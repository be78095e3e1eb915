/// Errors raised by graph construction and traversals.
#[derive(Debug, Clone, PartialEq, thiserror::Error)]
pub enum GraphError {
    /// The graph has no nodes, so no traversal can be built over it.
    #[error("graph contains no nodes")]
    InvalidGraph,
    /// A referenced node key is not declared in the graph.
    #[error("graph does not contain node {0:?}")]
    UnknownNode(String),
    /// An edge weight is negative, NaN or infinite.
    #[error("edge {from:?} -> {to:?} has invalid weight {weight}")]
    InvalidWeight {
        from: String,
        to: String,
        weight: f64,
    },
    /// A path cost grew past the largest finite `f64`.
    #[error("distance to node {node:?} overflows")]
    DistanceOverflow { node: String },
}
------------
Where a line of the material holds the word "nodes", copy that line.

    /// The graph has no nodes, so no traversal can be built over it.
    #[error("graph contains no nodes")]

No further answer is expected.